In materia si richiamano le seguenti norme:
- l’art. 30 della L. n. 730/1983, laddove recita: “Per l’esercizio delle proprie competenze nelle attività di tipo socio-assistenziale, gli enti locali e le regioni possono avvalersi, in tutto o in parte, delle unità sanitarie locali, facendosi completamente carico del relativo finanziamento. Sono a carico del fondo sanitario nazionale gli oneri delle attività di rilievo sanitario connesse con quelle socio-assistenziali. Le unità sanitarie locali tengono separata contabilità per le funzioni di tipo socio assistenziale ad esse delegate”;
- l’art. 3, comma 3, del D.P.C.M. del 14/02/2001, secondo cui sono da considerare prestazioni socio-sanitarie ad elevata integrazione sanitaria “tutte le prestazioni caratterizzate da particolare rilevanza terapeutica e intensità della componente sanitaria, le quali attengono prevalentemente alle aree materno-infantile, anziani, handicap, patologie psichiatriche e dipendenze da droga, alcool e farmaci, patologie per infezioni da H.I.V. e patologie terminali, inabilità o disabilità conseguenti a patologie cronico-degenerative. Tali prestazioni sono quelle, in particolare, attribuite alla fase post-acuta caratterizzate dall’inscindibilità del concorso di più apporti professionali sanitari e sociali nell’ambito del processo personalizzato di assistenza, dalla indivisibilità dell’impatto congiunto degli interventi sanitari e sociali sui risultati dell’assistenza e dalla preminenza dei fattori produttivi sanitari impegnati nell’assistenza. Dette prestazioni a elevata integrazione sanitaria sono erogate dalle aziende sanitarie e sono a carico del fondo sanitario. Esse possono essere erogate in regime ambulatoriale domiciliare o nell’ambito di strutture residenziali e semiresidenziali e sono in particolare riferite alla copertura degli aspetti del bisogno socio-sanitario inerenti le funzioni psicofisiche e la limitazione delle attività del soggetto, nelle fasi estensive e di lungoassistenza“.

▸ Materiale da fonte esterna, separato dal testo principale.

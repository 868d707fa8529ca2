//! Client
//!
//! Realtime room session coordinator for the shareroom client. Manages the
//! persistent server connection, event fan-out to subscribers, room
//! membership state, and the chat/file display stream.
//!
//! # Architecture
//!
//! The core is Sans-IO and action-based: transport facts go in as
//! [`SessionEvent`]s, pure state machine logic runs, and [`SessionAction`]s
//! come back for the caller to execute. Event fan-out is synchronous and
//! single-threaded; callbacks run on the caller's stack in subscription
//! order.
//!
//! # Components
//!
//! - [`RoomCoordinator`]: Top-level object wiring everything together
//! - [`Session`]: Connection lifecycle state machine
//! - [`DispatchRegistry`]: Per-event-kind subscriber lists
//! - [`RoomSession`]: Join lifecycle and roster state
//! - [`RoomStream`]: Chronological chat/file record aggregation
//! - [`notice_for`]: Notification policy mapping events to user notices
//!
//! # Transport (optional)
//!
//! With the `transport` feature enabled, this crate also provides:
//! - [`transport::ConnectedTransport`]: Channels bridging a QUIC connection
//! - [`transport::connect`]: Connect to a server

#![forbid(unsafe_code)]
#![deny(missing_docs)]

mod coordinator;
mod notify;
mod registry;
mod room;
mod session;
mod stream;

#[cfg(feature = "transport")]
pub mod transport;

pub use coordinator::RoomCoordinator;
pub use notify::{Notice, NoticeLevel, notice_for};
pub use registry::{DispatchRegistry, SubscriberId};
pub use room::{CurrentUser, RoomMembership, RoomPhase, RoomSession};
pub use session::{
    ConnectionState, DisconnectReason, Session, SessionAction, SessionEvent,
};
pub use shareroom_proto::{ClientRequest, EventKind, ServerEvent};
pub use stream::{RoomStream, StreamRecord};
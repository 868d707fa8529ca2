//! Connection lifecycle state machine.
//!
//! [`Session`] owns the lifecycle of the one persistent connection to the
//! server. It is Sans-IO: transport facts come in as [`SessionEvent`]s and
//! the instructions for the transport come back as [`SessionAction`]s, so
//! the same machine runs under a real QUIC driver or a test feeding events
//! by hand.
//!
//! # State machine
//!
//! `Disconnected → Connecting → Connected`, with `Connected → Reconnecting`
//! on any close the caller did not ask for. `Reconnecting` re-attempts the
//! handshake without caller involvement and returns to `Connected` on
//! success. A caller [`Session::close`] moves to `Disconnected` from any
//! state and is terminal until [`Session::open`]. Connection errors while
//! `Connecting`/`Reconnecting` are surfaced as notices and retried; they
//! never transition to `Disconnected` on their own.

use shareroom_proto::{ClientRequest, ServerEvent};

use crate::notify::{Notice, notice_for};

/// Connection state of the session.
#[derive(Debug, Clone, Copy, PartialEq, Eq)]
pub enum ConnectionState {
    /// No connection, and none wanted.
    Disconnected,
    /// First connection attempt in flight.
    Connecting,
    /// Live connection with a server-assigned identifier.
    Connected,
    /// Connection lost; handshake re-attempts in flight.
    Reconnecting,
}

/// Why the transport reported a closed connection.
#[derive(Debug, Clone, Copy, PartialEq, Eq)]
pub enum DisconnectReason {
    /// The server closed the connection.
    ServerClosed,
    /// The transport failed (timeout, reset, path loss).
    TransportLost,
    /// The local side closed the connection.
    LocalClosed,
}
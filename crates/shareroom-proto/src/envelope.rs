//! Wire envelope encoding and decoding.
//!
//! Every realtime message travels as one CBOR map `{event, data}`: the event
//! name routes the payload, the data field is the payload itself. One
//! envelope per transport stream, so no length framing is needed here.
//!
//! Unknown inbound event names decode to [`ProtocolError::UnknownEvent`].
//! That is a local, non-fatal condition: the caller logs the name and drops
//! the envelope without disturbing dispatch of known kinds.

use ciborium::Value;
use serde::{Deserialize, Serialize, de::DeserializeOwned};

use crate::{
    errors::{ProtocolError, Result},
    event::EventKind,
    payloads::{ClientRequest, ServerEvent, session},
};

/// Maximum encoded envelope size (1 MiB).
///
/// Chat and control payloads are small; file content never crosses this
/// protocol (only metadata does), so anything larger is malformed or hostile.
pub const MAX_ENVELOPE_SIZE: usize = 1024 * 1024;

/// Wire name of the handshake reply, the only inbound message outside the
/// fixed event enumeration.
const HELLO_REPLY: &str = "helloReply";

/// A decoded inbound message.
#[derive(Debug, Clone, PartialEq)]
pub enum Inbound {
    /// Handshake reply carrying the server-assigned connection id.
    HelloReply(session::HelloReply),
    /// Regular event from the fixed enumeration.
    Event(ServerEvent),
}

/// On-wire shape of every message.
#[derive(Serialize, Deserialize)]
struct Envelope {
    /// Event name routing the payload.
    event: String,
    /// CBOR payload, shape determined by `event`.
    data: Value,
}

/// Encode an outbound request into envelope bytes.
pub fn encode_request(request: &ClientRequest) -> Result<Vec<u8>> {
    let data = match request {
        ClientRequest::JoinRoom(p) => to_value(p)?,
        ClientRequest::SendMessage(p) => to_value(p)?,
        ClientRequest::FileInfo(p) => to_value(p)?,
        ClientRequest::P2pSignal(p) => to_value(p)?,
        ClientRequest::InviteToRoom(p) => to_value(p)?,
        ClientRequest::Hello(p) => to_value(p)?,
    };

    let envelope = Envelope { event: request.name().to_string(), data };

    let mut bytes = Vec::new();
    ciborium::ser::into_writer(&envelope, &mut bytes)
        .map_err(|e| ProtocolError::Encode(e.to_string()))?;

    if bytes.len() > MAX_ENVELOPE_SIZE {
        return Err(ProtocolError::EnvelopeTooLarge {
            size: bytes.len(),
            max: MAX_ENVELOPE_SIZE,
        });
    }

    Ok(bytes)
}

/// Decode inbound envelope bytes.
///
/// # Errors
///
/// - [`ProtocolError::UnknownEvent`] for names outside the fixed set
/// - [`ProtocolError::InvalidPayload`] when the payload does not match the
///   named event's shape
/// - [`ProtocolError::Decode`] when the envelope itself is not valid CBOR
pub fn decode_inbound(bytes: &[u8]) -> Result<Inbound> {
    if bytes.len() > MAX_ENVELOPE_SIZE {
        return Err(ProtocolError::EnvelopeTooLarge {
            size: bytes.len(),
            max: MAX_ENVELOPE_SIZE,
        });
    }

    let envelope: Envelope =
        ciborium::de::from_reader(bytes).map_err(|e| ProtocolError::Decode(e.to_string()))?;

    if envelope.event == HELLO_REPLY {
        let reply = from_value(&envelope.event, &envelope.data)?;
        return Ok(Inbound::HelloReply(reply));
    }

    let kind: EventKind = envelope.event.parse()?;
    let event = match kind {
        EventKind::RoomInfo => ServerEvent::RoomInfo(from_value(&envelope.event, &envelope.data)?),
        EventKind::UserJoined => {
            ServerEvent::UserJoined(from_value(&envelope.event, &envelope.data)?)
        },
        EventKind::Message => ServerEvent::Message(from_value(&envelope.event, &envelope.data)?),
        EventKind::NewFile => ServerEvent::NewFile(from_value(&envelope.event, &envelope.data)?),
        EventKind::UserLeft => ServerEvent::UserLeft(from_value(&envelope.event, &envelope.data)?),
        EventKind::P2pSignal => {
            ServerEvent::P2pSignal(from_value(&envelope.event, &envelope.data)?)
        },
        EventKind::RoomJoinError => {
            ServerEvent::RoomJoinError(from_value(&envelope.event, &envelope.data)?)
        },
        EventKind::RoomInvitation => {
            ServerEvent::RoomInvitation(from_value(&envelope.event, &envelope.data)?)
        },
        EventKind::InviteError => {
            ServerEvent::InviteError(from_value(&envelope.event, &envelope.data)?)
        },
    };

    Ok(Inbound::Event(event))
}

/// Encode a server event into envelope bytes.
///
/// The production client only decodes events, but tests and in-process
/// harnesses need to produce them, mirroring a real server.
pub fn encode_event(event: &ServerEvent) -> Result<Vec<u8>> {
    let data = match event {
        ServerEvent::RoomInfo(p) => to_value(p)?,
        ServerEvent::UserJoined(p) | ServerEvent::UserLeft(p) => to_value(p)?,
        ServerEvent::Message(p) => to_value(p)?,
        ServerEvent::NewFile(p) => to_value(p)?,
        ServerEvent::P2pSignal(p) => to_value(p)?,
        ServerEvent::RoomJoinError(p) | ServerEvent::InviteError(p) => to_value(p)?,
        ServerEvent::RoomInvitation(p) => to_value(p)?,
    };

    let envelope = Envelope { event: event.kind().as_str().to_string(), data };

    let mut bytes = Vec::new();
    ciborium::ser::into_writer(&envelope, &mut bytes)
        .map_err(|e| ProtocolError::Encode(e.to_string()))?;

    Ok(bytes)
}

fn to_value<T: Serialize>(payload: &T) -> Result<Value> {
    Value::serialized(payload).map_err(|e| ProtocolError::Encode(e.to_string()))
}

fn from_value<T: DeserializeOwned>(event: &str, data: &Value) -> Result<T> {
    data.deserialized().map_err(|e| ProtocolError::InvalidPayload {
        event: event.to_string(),
        reason: e.to_string(),
    })
}
//! Chat and file-share payload types.
//!
//! These payloads populate a room's display stream. The server is the single
//! source of ordering truth: the sender's own message appears in the stream
//! only once it round-trips back as a `message` / `newFile` event.

use serde::{Deserialize, Serialize};

use crate::payloads::room::User;

/// Chat message pushed to all members of a room.
#[derive(Debug, Clone, PartialEq, Eq, Serialize, Deserialize)]
pub struct ChatMessage {
    /// Sending user.
    pub user: User,
    /// Message text.
    pub message: String,
    /// Server timestamp, milliseconds since the Unix epoch.
    pub time: u64,
}

/// File-share notice pushed to all members of a room.
#[derive(Debug, Clone, PartialEq, Eq, Serialize, Deserialize)]
#[serde(rename_all = "camelCase")]
pub struct FileShareNotice {
    /// Sharing user.
    pub user: User,
    /// Metadata of the shared file.
    pub file_info: FileMeta,
    /// Server timestamp, milliseconds since the Unix epoch.
    pub time: u64,
}

/// Metadata describing an uploaded file.
///
/// Same shape the upload endpoint returns, so an upload result can be shared
/// into a room verbatim.
#[derive(Debug, Clone, PartialEq, Eq, Serialize, Deserialize)]
pub struct FileMeta {
    /// Original file name.
    pub name: String,
    /// Size in bytes.
    pub size: u64,
    /// Download URL.
    pub url: String,
    /// MIME type reported at upload.
    pub mimetype: String,
}

/// Outbound chat message.
#[derive(Debug, Clone, PartialEq, Eq, Serialize, Deserialize)]
#[serde(rename_all = "camelCase")]
pub struct OutboundMessage {
    /// Target room.
    pub room_id: String,
    /// Message text.
    pub message: String,
}

/// Outbound file-share notice.
#[derive(Debug, Clone, PartialEq, Eq, Serialize, Deserialize)]
#[serde(rename_all = "camelCase")]
pub struct OutboundFileInfo {
    /// Target room.
    pub room_id: String,
    /// Metadata of the file to share.
    pub file_info: FileMeta,
}
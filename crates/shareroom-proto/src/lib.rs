//! Wire model for the shareroom realtime protocol.
//!
//! The realtime protocol is a set of named events with structured payloads:
//! the client sends requests ([`ClientRequest`]) and the server pushes events
//! ([`ServerEvent`]) from a fixed enumeration of kinds ([`EventKind`]).
//! Payloads are CBOR-encoded inside a small envelope carrying the event name
//! (see [`envelope`]), so the receiver can route by name without guessing at
//! payload shape.
//!
//! # Components
//!
//! - [`EventKind`]: closed enumeration of inbound event kinds
//! - [`ServerEvent`]: inbound event payloads, one variant per kind
//! - [`ClientRequest`]: outbound operations
//! - [`envelope`]: encode/decode of the `{event, data}` wire envelope
//!
//! # Invariants
//!
//! Each [`ServerEvent`] variant maps to exactly one [`EventKind`] (enforced
//! by match exhaustiveness in [`ServerEvent::kind`]). Round-trip encoding
//! must produce identical values.

#![forbid(unsafe_code)]
#![deny(missing_docs)]

pub mod envelope;
mod errors;
mod event;
pub mod payloads;

pub use errors::{ProtocolError, Result};
pub use event::EventKind;
pub use payloads::{ClientRequest, ServerEvent};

Ebbene, sulla scorta delle norme citate, la giurisprudenza consolidata di legittimità ha già avuto modo di affermare che, in tema di prestazioni a carico del SSN, l’art. 30 della L. n. 730 del 1983 – che per la prima volta ha menzionato le attività di rilievo sanitario connesse con quelle assistenziali – “deve essere interpretato, alla stregua della L. n. 833 del 1978 che prevede l’erogazione gratuita delle prestazioni a tutti i cittadini, entro i livelli di assistenza uniformi definiti con il piano sanitario nazionale, nel senso che, nel caso in cui oltre alle prestazioni socio-assistenziali siano erogate prestazioni sanitarie, tale attività, in quanto diretta in via prevalente alla tutela della salute, va considerata comunque di rilievo sanitario e, pertanto di competenza del Servizio sanitario nazionale” (Cass. n. 22776/2016; in senso conforme anche la successiva Cass. n. 21528/2021).

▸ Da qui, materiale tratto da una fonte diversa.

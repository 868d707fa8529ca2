//! Property-based tests for envelope encoding/decoding.
//!
//! Verifies the round-trip holds for arbitrary payload field values, not just
//! hand-picked examples: any server event the codec can produce must decode
//! back to an identical value with its kind intact.

#![allow(clippy::unwrap_used)]

use proptest::prelude::*;
use shareroom_proto::{
    ServerEvent,
    envelope::{Inbound, decode_inbound, encode_event},
    payloads::{room, stream},
};

/// Strategy for usernames and room ids: short printable strings including
/// the empty string, which the codec must not special-case.
fn arbitrary_text() -> impl Strategy<Value = String> + Clone {
    "[a-zA-Z0-9 _-]{0,24}"
}

fn arbitrary_user() -> impl Strategy<Value = room::User> + Clone {
    (arbitrary_text(), arbitrary_text())
        .prop_map(|(id, username)| room::User { id, username })
}

fn arbitrary_event() -> impl Strategy<Value = ServerEvent> {
    let users = prop::collection::vec(arbitrary_user(), 0..8);

    prop_oneof![
        (arbitrary_text(), any::<bool>(), users.clone()).prop_map(
            |(room_id, is_private, users)| ServerEvent::RoomInfo(room::RoomInfo {
                room_id,
                is_private,
                users,
            })
        ),
        (users.clone(), prop::option::of(arbitrary_text())).prop_map(|(users, username)| {
            ServerEvent::UserJoined(room::RosterUpdate { users, username })
        }),
        (users, prop::option::of(arbitrary_text())).prop_map(|(users, username)| {
            ServerEvent::UserLeft(room::RosterUpdate { users, username })
        }),
        (arbitrary_user(), arbitrary_text(), any::<u64>()).prop_map(|(user, message, time)| {
            ServerEvent::Message(stream::ChatMessage { user, message, time })
        }),
        (arbitrary_user(), arbitrary_text(), arbitrary_text(), any::<u64>(), any::<u64>())
            .prop_map(|(user, name, url, size, time)| {
                ServerEvent::NewFile(stream::FileShareNotice {
                    user,
                    file_info: stream::FileMeta {
                        name,
                        size,
                        url,
                        mimetype: "application/octet-stream".to_string(),
                    },
                    time,
                })
            }),
        arbitrary_text().prop_map(|message| {
            ServerEvent::RoomJoinError(room::ErrorNotice { message })
        }),
        arbitrary_text().prop_map(|message| {
            ServerEvent::InviteError(room::ErrorNotice { message })
        }),
        (arbitrary_text(), arbitrary_text()).prop_map(|(username, room_id)| {
            ServerEvent::RoomInvitation(room::RoomInvitation {
                from: room::Inviter { username },
                room_id,
            })
        }),
    ]
}

proptest! {
    /// Round-trip: encode then decode yields the identical event.
    #[test]
    fn event_round_trip(event in arbitrary_event()) {
        let bytes = encode_event(&event).unwrap();
        let decoded = decode_inbound(&bytes).unwrap();
        prop_assert_eq!(decoded, Inbound::Event(event));
    }

    /// The envelope's routing name always matches the decoded kind.
    #[test]
    fn decoded_kind_matches_encoded_kind(event in arbitrary_event()) {
        let kind = event.kind();
        let bytes = encode_event(&event).unwrap();
        match decode_inbound(&bytes).unwrap() {
            Inbound::Event(decoded) => prop_assert_eq!(decoded.kind(), kind),
            Inbound::HelloReply(_) => prop_assert!(false, "event decoded as handshake"),
        }
    }
}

Da ultimo, la Corte di Cassazione, sentenza n. 525/2024, ha respinto il ricorso di una RSA, che reclamava il pagamento della retta per la quota di prestazioni socio-assistenziali a carico di una persona ricoverata affetta da morbo di Alzheimer. Ai fini della ripartizione della spesa, l’elemento determinante sta nella individuazione di un trattamento terapeutico personalizzato, che non può essere somministrato “se non congiuntamente alla prestazione assistenziale“. In tal caso, l’intervento sanitario socioassistenziale rimane interamente assorbito nelle prestazioni erogate dal servizio sanitario.
Trova, così, un epilogo la battaglia legale di Marco Gaito, che si era opposto al pagamento delle rette di ricovero della madre malata di Alzheimer, ritenendo che dovessero essere a carico del Servizio Sanitario Nazionale. La Cassazione ha dato ragione a Gaito, ritenendo che le prestazioni per i malati di Alzheimer siano da considerare principalmente sanitarie e che, quindi, sia prevalente il diritto alla tutela della salute ex art. 32, riconosciuto dalla Costituzione.
S’impongono, a questo punto, serie riflessioni sulla necessità di una riforma normativa chiara che regoli la questione, evitando alle famiglie di intraprendere costose battaglie legali per difendere diritti che dovrebbero essere già garantiti. La pronuncia potrebbe, quindi, rappresentare un passo decisivo verso un cambiamento strutturale nel sistema di assistenza, riducendo l’onere economico per le famiglie e garantendo un trattamento più equo per i malati di Alzheimer.